What do the lines say from the one containing "let payload = src.split_to(payload_len" to the end of the records? Restate them word for word, and only those.

(Material to process begins)

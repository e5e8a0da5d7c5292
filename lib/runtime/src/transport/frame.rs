// SPDX-FileCopyrightText: Copyright (c) 2024-2026 NVIDIA CORPORATION & AFFILIATES. All rights reserved.
// SPDX-License-Identifier: Apache-2.0

//! Zero-copy framing codec for the mailbox transport.
//!
//! Wire format (11 bytes overhead):
//! ```text
//! [u16 BE: schema_version][u8: frame_type][u32 BE: header_len][u32 BE: payload_len][header bytes][payload bytes]
//! ```
//!
//! The decoder keeps state across calls to support partial frames and yields
//! `(FrameType, header: Bytes, payload: Bytes)` where header and payload are
//! zero-copy slices of the receive buffer. Frames are self-delimiting, so any
//! number of them can be coalesced into a single write.

use bytes::{Buf, BufMut, Bytes, BytesMut};
use std::io;
use tokio_util::codec::Decoder;

use super::FrameType;

/// Current schema version
const SCHEMA_VERSION_V1: u16 = 1;

/// Maximum frame size (16 MB)
const MAX_FRAME_SIZE: u32 = 16 * 1024 * 1024;

/// Preamble size (version + type + 2 lengths)
const PREAMBLE_SIZE: usize = 2 + 1 + 4 + 4;

#[derive(Debug, Clone)]
pub struct FrameCodec {
    state: DecodeState,
}

#[derive(Debug, Clone, Copy)]
enum DecodeState {
    AwaitingPreamble,
    AwaitingData {
        frame_type: FrameType,
        header_len: u32,
        payload_len: u32,
    },
}

impl FrameCodec {
    pub fn new() -> Self {
        Self {
            state: DecodeState::AwaitingPreamble,
        }
    }

    /// Append one encoded frame to `dst`.
    pub fn encode_frame(
        dst: &mut BytesMut,
        frame_type: FrameType,
        header: &[u8],
        payload: &[u8],
    ) -> io::Result<()> {
        Self::validate_lengths(header.len() as u32, payload.len() as u32)?;

        dst.reserve(PREAMBLE_SIZE + header.len() + payload.len());
        dst.put_u16(SCHEMA_VERSION_V1);
        dst.put_u8(frame_type.as_u8());
        dst.put_u32(header.len() as u32);
        dst.put_u32(payload.len() as u32);
        dst.put_slice(header);
        dst.put_slice(payload);
        Ok(())
    }

    fn validate_lengths(header_len: u32, payload_len: u32) -> io::Result<()> {
        let total_len = header_len
            .checked_add(payload_len)
            .ok_or_else(|| io::Error::new(io::ErrorKind::InvalidData, "frame size overflow"))?;

        if total_len > MAX_FRAME_SIZE {
            return Err(io::Error::new(
                io::ErrorKind::InvalidData,
                format!("frame size {} exceeds maximum {}", total_len, MAX_FRAME_SIZE),
            ));
        }

        Ok(())
    }
}

impl Default for FrameCodec {
    fn default() -> Self {
        Self::new()
    }
}

impl Decoder for FrameCodec {
    type Item = (FrameType, Bytes, Bytes);
    type Error = io::Error;

    fn decode(&mut self, src: &mut BytesMut) -> Result<Option<Self::Item>, Self::Error> {
        loop {
            match self.state {
                DecodeState::AwaitingPreamble => {
                    if src.len() < PREAMBLE_SIZE {
                        return Ok(None);
                    }

                    let schema_version = u16::from_be_bytes([src[0], src[1]]);
                    let frame_type_byte = src[2];
                    let header_len = u32::from_be_bytes([src[3], src[4], src[5], src[6]]);
                    let payload_len = u32::from_be_bytes([src[7], src[8], src[9], src[10]]);

                    if schema_version != SCHEMA_VERSION_V1 {
                        return Err(io::Error::new(
                            io::ErrorKind::InvalidData,
                            format!(
                                "unsupported schema version: {} (expected {})",
                                schema_version, SCHEMA_VERSION_V1
                            ),
                        ));
                    }

                    let frame_type = FrameType::from_u8(frame_type_byte).ok_or_else(|| {
                        io::Error::new(
                            io::ErrorKind::InvalidData,
                            format!("invalid frame type: {}", frame_type_byte),
                        )
                    })?;

                    Self::validate_lengths(header_len, payload_len)?;

                    src.advance(PREAMBLE_SIZE);

                    self.state = DecodeState::AwaitingData {
                        frame_type,
                        header_len,
                        payload_len,
                    };
                }

                DecodeState::AwaitingData {
                    frame_type,
                    header_len,
                    payload_len,
                } => {
                    let total_data_len = (header_len + payload_len) as usize;

                    if src.len() < total_data_len {
                        return Ok(None);
                    }

                    let header = src.split_to(header_len as usize).freeze();
                    let payload = src.split_to(payload_len as usize).freeze();

                    self.state = DecodeState::AwaitingPreamble;

                    return Ok(Some((frame_type, header, payload)));
                }
            }
        }
    }
}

(Material to process ends)

> [Expected answer]
                    let payload = src.split_to(payload_len as usize).freeze();

                    self.state = DecodeState::AwaitingPreamble;

                    return Ok(Some((frame_type, header, payload)));
                }
            }
        }
    }
}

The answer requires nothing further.